The project's design was relatively simple to create; we began by looking for a 3D model of the Raspberry Pi and creating an actual model of the power management board.

The power management board that houses the circuit was initially given a base, which would serve as the project's bedrock.

We added a second layer, the middle section, which consists of a straightforward box-like structure with grills on the bottom and serves as a holder for the Raspberry Pi. We added openings on two sides—one at the USB and Ethernet section and another at the micro USB, HDMI, and A/V jack section—so that users can easily access the Raspberry Pi I/O.

There is a lid that covers the central portion and has a slot for a rocker switch. I added a logo on the lid that says POWER Pi in all caps to improve the appearance.

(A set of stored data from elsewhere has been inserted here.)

impl<'a, T> SeriesGroupBy<'a, T>
where
    T: Debug + Clone + Into<Scalar>,
{
    /// Reduce every group with a built-in reduction.
    ///
    /// The vectorized kernel runs first; data it cannot handle falls back
    /// to a per-group reduction. If that fails too the result is empty,
    /// or the error is returned under strict aggregation.
    pub fn aggregate(&self, func: AggFunc) -> Result<Series<Scalar>> {
        let buffer = Column::from_scalars(
            self.sorted()
                .values()
                .iter()
                .cloned()
                .map(Into::into)
                .collect(),
        );
        let view = buffer.view(0..buffer.len());

        let (ids, values) = match combine::aggregate_vectorized(&self.grouper, view, func) {
            Ok(result) => result,
            Err(err) if err.is_fallback_candidate() => {
                log::debug!("{} kernel unavailable ({}), reducing per group", func, err);
                match combine::aggregate_generic(&self.grouper, |cell| {
                    kernels::reduce(view.slice(cell.range.clone()), func)
                }) {
                    Ok(result) => result,
                    Err(err) if err.is_fallback_candidate() && !self.options.strict_aggregation => {
                        log::warn!(
                            "dropping series '{}' from {} aggregation: {}",
                            self.obj.name().map_or("", String::as_str),
                            func,
                            err
                        );
                        (Vec::new(), Vec::new())
                    }
                    Err(err) => return Err(err),
                }
            }
            Err(err) => return Err(err),
        };

        let index = self.grouper.result_index(&ids)?;
        Series::with_index(values, index, self.result_name())
    }

    pub fn sum(&self) -> Result<Series<Scalar>> {
        self.aggregate(AggFunc::Sum)
    }

    pub fn mean(&self) -> Result<Series<Scalar>> {
        self.aggregate(AggFunc::Mean)
    }

    pub fn min(&self) -> Result<Series<Scalar>> {
        self.aggregate(AggFunc::Min)
    }

    pub fn max(&self) -> Result<Series<Scalar>> {
        self.aggregate(AggFunc::Max)
    }

    pub fn count(&self) -> Result<Series<Scalar>> {
        self.aggregate(AggFunc::Count)
    }

    pub fn std(&self) -> Result<Series<Scalar>> {
        self.aggregate(AggFunc::Std)
    }

    pub fn var(&self) -> Result<Series<Scalar>> {
        self.aggregate(AggFunc::Var)
    }

    pub fn prod(&self) -> Result<Series<Scalar>> {
        self.aggregate(AggFunc::Prod)
    }

    pub fn first(&self) -> Result<Series<Scalar>> {
        self.aggregate(AggFunc::First)
    }

    pub fn last(&self) -> Result<Series<Scalar>> {
        self.aggregate(AggFunc::Last)
    }

    /// Several reductions at once, one column per reduction
    pub fn agg_many(&self, funcs: &[AggFunc]) -> Result<DataFrame> {
        let index = self.grouper.result_index(&self.grouper.occupied_ids())?;
        let mut frame = DataFrame::with_index(index);
        for &func in funcs {
            let result = self.aggregate(func)?;
            if result.len() == self.ngroups() {
                frame.add_column(func.name(), Column::from_scalars(result.into_values()))?;
            }
        }
        Ok(frame)
    }

    /// Several user reductions at once, one column per given name
    pub fn agg_named(
        &self,
        funcs: &[(&str, &dyn Fn(&SeriesView<'_, T>) -> Scalar)],
    ) -> Result<DataFrame> {
        let index = self.grouper.result_index(&self.grouper.occupied_ids())?;
        let mut frame = DataFrame::with_index(index);
        for (name, f) in funcs {
            let result = self.agg(|group| f(group))?;
            frame.add_column(*name, Column::from_scalars(result.into_values()))?;
        }
        Ok(frame)
    }

    /// Running sum within each group; NaN stays NaN and is skipped
    pub fn cumsum(&self) -> Result<Series<f64>> {
        let to_f64 = |v: &T| -> f64 {
            let scalar: Scalar = v.clone().into();
            scalar.as_f64().unwrap_or(f64::NAN)
        };
        let sorted = self.sorted();
        let outputs: Vec<Series<f64>> = self
            .grouper
            .cells()
            .iter()
            .map(|cell| {
                let mut total = 0.0;
                group_view(&self.grouper, sorted, cell).map(|v| {
                    let x = to_f64(v);
                    if x.is_nan() {
                        f64::NAN
                    } else {
                        total += x;
                        total
                    }
                })
            })
            .collect();
        self.scatter(outputs, to_f64)
    }
}

impl<T> Series<T>
where
    T: Debug + Clone,
{
    /// Group by a single key
    pub fn group_by(&self, key: impl Into<KeySource>) -> Result<SeriesGroupBy<'_, T>> {
        self.group_by_with(vec![key.into()], GroupByOptions::default())
    }

    /// Group by several keys; the first is the outermost
    pub fn group_by_keys(&self, keys: Vec<KeySource>) -> Result<SeriesGroupBy<'_, T>> {
        self.group_by_with(keys, GroupByOptions::default())
    }

    pub fn group_by_with(
        &self,
        keys: Vec<KeySource>,
        options: GroupByOptions,
    ) -> Result<SeriesGroupBy<'_, T>> {
        let (grouper, _) = Grouper::from_keys(self.index(), keys, None)?;
        SeriesGroupBy::new(Cow::Borrowed(self), Arc::new(grouper), options)
    }
}
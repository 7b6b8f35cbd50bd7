//! Factorization of key values into dense group codes, and the
//! canonical renumbering of those codes into sorted key order.

use std::collections::HashMap;

use crate::index::Label;
use crate::na::NA;

/// Codes, distinct key values and per-code row counts of one key
#[derive(Debug, Clone, PartialEq)]
pub struct GroupLabels {
    /// Key value of each code
    pub ids: Vec<Label>,
    /// Code of each row, -1 for a missing key
    pub labels: Vec<i64>,
    /// Rows per code
    pub counts: Vec<usize>,
}

impl GroupLabels {
    pub fn ngroups(&self) -> usize {
        self.ids.len()
    }

    /// Rows that belong to no group
    pub fn missing(&self) -> usize {
        self.labels.iter().filter(|&&c| c < 0).count()
    }
}

/// Assign codes in order of first occurrence.
///
/// Missing keys get -1 and are not counted.
pub fn group_labels(values: &[NA<Label>]) -> GroupLabels {
    let mut ids: Vec<Label> = Vec::new();
    let mut seen: HashMap<&Label, i64> = HashMap::new();
    let mut counts: Vec<usize> = Vec::new();
    let mut labels = Vec::with_capacity(values.len());

    for value in values {
        let code = match value {
            NA::NA => -1,
            NA::Value(key) => *seen.entry(key).or_insert_with(|| {
                ids.push(key.clone());
                counts.push(0);
                (ids.len() - 1) as i64
            }),
        };
        if code >= 0 {
            counts[code as usize] += 1;
        }
        labels.push(code);
    }

    GroupLabels {
        ids,
        labels,
        counts,
    }
}

/// Renumber codes so that iterating `0..k` yields key values in ascending
/// order; labels are remapped through the old-to-new translation.
pub fn sort_group_labels(unsorted: GroupLabels) -> GroupLabels {
    let GroupLabels {
        ids,
        labels,
        counts,
    } = unsorted;

    let mut order: Vec<usize> = (0..ids.len()).collect();
    order.sort_by(|&a, &b| ids[a].cmp(&ids[b]));

    // reverse[old] = new
    let mut reverse = vec![0i64; ids.len()];
    for (new, &old) in order.iter().enumerate() {
        reverse[old] = new as i64;
    }

    GroupLabels {
        labels: labels
            .iter()
            .map(|&c| if c < 0 { -1 } else { reverse[c as usize] })
            .collect(),
        counts: order.iter().map(|&old| counts[old]).collect(),
        ids: order.iter().map(|&old| ids[old].clone()).collect(),
    }
}

#[cfg(test)]
mod tests {
    use super::*;

    fn keys(values: &[Option<&str>]) -> Vec<NA<Label>> {
        values
            .iter()
            .map(|v| NA::<Label>::from(v.map(Label::from)))
            .collect()
    }

    #[test]
    fn test_first_occurrence() {
        let grouped = group_labels(&keys(&[Some("b"), Some("a"), None, Some("b")]));
        assert_eq!(grouped.ids, vec![Label::from("b"), Label::from("a")]);
        assert_eq!(grouped.labels, vec![0, 1, -1, 0]);
        assert_eq!(grouped.counts, vec![2, 1]);
        assert_eq!(grouped.missing(), 1);
    }

    #[test]
    fn test_sorted_codes() {
        let sorted = sort_group_labels(group_labels(&keys(&[
            Some("c"),
            Some("a"),
            None,
            Some("b"),
            Some("a"),
        ])));
        assert_eq!(
            sorted.ids,
            vec![Label::from("a"), Label::from("b"), Label::from("c")]
        );
        assert_eq!(sorted.labels, vec![2, 0, -1, 1, 0]);
        assert_eq!(sorted.counts, vec![2, 1, 1]);
    }

    #[test]
    fn test_all_missing() {
        let sorted = sort_group_labels(group_labels(&keys(&[None, None])));
        assert_eq!(sorted.ngroups(), 0);
        assert_eq!(sorted.labels, vec![-1, -1]);
    }

    #[test]
    fn test_order_independent() {
        let a = sort_group_labels(group_labels(&keys(&[Some("x"), Some("y"), Some("x")])));
        let b = sort_group_labels(group_labels(&keys(&[Some("y"), Some("x"), Some("x")])));
        assert_eq!(a.ids, b.ids);
        assert_eq!(a.counts, b.counts);
    }
}
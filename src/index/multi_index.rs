use crate::error::{Error, Result};
use crate::index::Label;
use serde::{Deserialize, Serialize};
use std::collections::HashMap;
use std::ops::Range;

/// Hierarchical row labels.
///
/// Stored factorized: for every level a list of distinct labels (`levels`)
/// and one integer code per row pointing into it (`codes`). Grouped results
/// put the group keys in the outer levels.
#[derive(Debug, Clone, Serialize, Deserialize)]
pub struct MultiIndex {
    levels: Vec<Vec<Label>>,
    codes: Vec<Vec<i32>>,
    names: Vec<Option<String>>,
}

impl MultiIndex {
    /// Build from factorized levels and codes
    ///
    /// # Arguments
    /// * `levels` - distinct labels per level
    /// * `codes` - per level, one position into `levels[level]` per row
    /// * `names` - optional level names
    pub fn new(
        levels: Vec<Vec<Label>>,
        codes: Vec<Vec<i32>>,
        names: Option<Vec<Option<String>>>,
    ) -> Result<Self> {
        if levels.is_empty() {
            return Err(Error::Index("at least one level is required".into()));
        }

        if levels.len() != codes.len() {
            return Err(Error::Index(format!(
                "{} levels but {} code arrays",
                levels.len(),
                codes.len()
            )));
        }

        let n_rows = codes[0].len();
        for (level_idx, level_codes) in codes.iter().enumerate() {
            if level_codes.len() != n_rows {
                return Err(Error::Index(
                    "all levels must have the same number of rows".into(),
                ));
            }
            let n_values = levels[level_idx].len() as i32;
            if let Some(&bad) = level_codes.iter().find(|&&c| c < 0 || c >= n_values) {
                return Err(Error::Index(format!(
                    "code {} out of range for level {}",
                    bad, level_idx
                )));
            }
        }

        let names = match names {
            Some(n) if n.len() != levels.len() => {
                return Err(Error::Index(format!(
                    "{} names for {} levels",
                    n.len(),
                    levels.len()
                )));
            }
            Some(n) => n,
            None => vec![None; levels.len()],
        };

        Ok(MultiIndex {
            levels,
            codes,
            names,
        })
    }

    /// Build from one label array per level, factorizing each array
    pub fn from_arrays(
        arrays: Vec<Vec<Label>>,
        names: Option<Vec<Option<String>>>,
    ) -> Result<Self> {
        let mut levels = Vec::with_capacity(arrays.len());
        let mut codes = Vec::with_capacity(arrays.len());

        for array in arrays {
            let mut uniques: Vec<Label> = Vec::new();
            let mut seen: HashMap<Label, i32> = HashMap::new();
            let mut level_codes = Vec::with_capacity(array.len());
            for value in array {
                let code = match seen.get(&value) {
                    Some(&code) => code,
                    None => {
                        let code = uniques.len() as i32;
                        uniques.push(value.clone());
                        seen.insert(value, code);
                        code
                    }
                };
                level_codes.push(code);
            }
            levels.push(uniques);
            codes.push(level_codes);
        }

        MultiIndex::new(levels, codes, names)
    }

    /// Build from row tuples, like `pandas.MultiIndex.from_tuples`
    pub fn from_tuples(
        tuples: Vec<Vec<Label>>,
        names: Option<Vec<Option<String>>>,
    ) -> Result<Self> {
        let n_levels = match tuples.first() {
            Some(first) => first.len(),
            None => return Err(Error::Index("empty tuple list".into())),
        };

        if let Some((i, tuple)) = tuples
            .iter()
            .enumerate()
            .find(|(_, t)| t.len() != n_levels)
        {
            return Err(Error::Index(format!(
                "tuple {} has length {}, expected {}",
                i,
                tuple.len(),
                n_levels
            )));
        }

        let mut arrays: Vec<Vec<Label>> = vec![Vec::with_capacity(tuples.len()); n_levels];
        for tuple in tuples {
            for (level, value) in tuple.into_iter().enumerate() {
                arrays[level].push(value);
            }
        }

        MultiIndex::from_arrays(arrays, names)
    }

    pub fn get_tuple(&self, pos: usize) -> Option<Vec<Label>> {
        if pos >= self.len() {
            return None;
        }
        Some(
            self.codes
                .iter()
                .zip(&self.levels)
                .map(|(codes, level)| level[codes[pos] as usize].clone())
                .collect(),
        )
    }

    pub fn len(&self) -> usize {
        self.codes.first().map_or(0, |c| c.len())
    }

    pub fn is_empty(&self) -> bool {
        self.len() == 0
    }

    pub fn n_levels(&self) -> usize {
        self.levels.len()
    }

    pub fn levels(&self) -> &[Vec<Label>] {
        &self.levels
    }

    pub fn codes(&self) -> &[Vec<i32>] {
        &self.codes
    }

    pub fn names(&self) -> &[Option<String>] {
        &self.names
    }

    /// Labels of one level, one per row
    pub fn get_level_values(&self, level: usize) -> Result<Vec<Label>> {
        if level >= self.levels.len() {
            return Err(Error::Index(format!(
                "level {} out of range for an index with {} levels",
                level,
                self.levels.len()
            )));
        }
        Ok(self.level_labels(level))
    }

    pub(crate) fn level_labels(&self, level: usize) -> Vec<Label> {
        self.codes[level]
            .iter()
            .map(|&c| self.levels[level][c as usize].clone())
            .collect()
    }

    pub(crate) fn take(&self, indexer: &[usize]) -> Self {
        MultiIndex {
            levels: self.levels.clone(),
            codes: self
                .codes
                .iter()
                .map(|codes| indexer.iter().map(|&i| codes[i]).collect())
                .collect(),
            names: self.names.clone(),
        }
    }

    pub(crate) fn slice(&self, range: Range<usize>) -> Self {
        MultiIndex {
            levels: self.levels.clone(),
            codes: self.codes.iter().map(|c| c[range.clone()].to_vec()).collect(),
            names: self.names.clone(),
        }
    }
}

This model was created so that anyone may modify it however they choose. We can even add a new layer to hold a module or even a small screen.

The 3D Model is attached, so feel free to make any changes.

I purchased this superb circuit from PCBWAY Giftshop.

https://www.pcbway.com/project/gifts_detail/Four_Way_18650_Battery_Holder_V3_Development_Board_Compatible_with_Raspberry_Pi_STM32_.html

This circuit is a Power Management Board that contains four lithium-ion cell holders, each connected in parallel with a Power management IC.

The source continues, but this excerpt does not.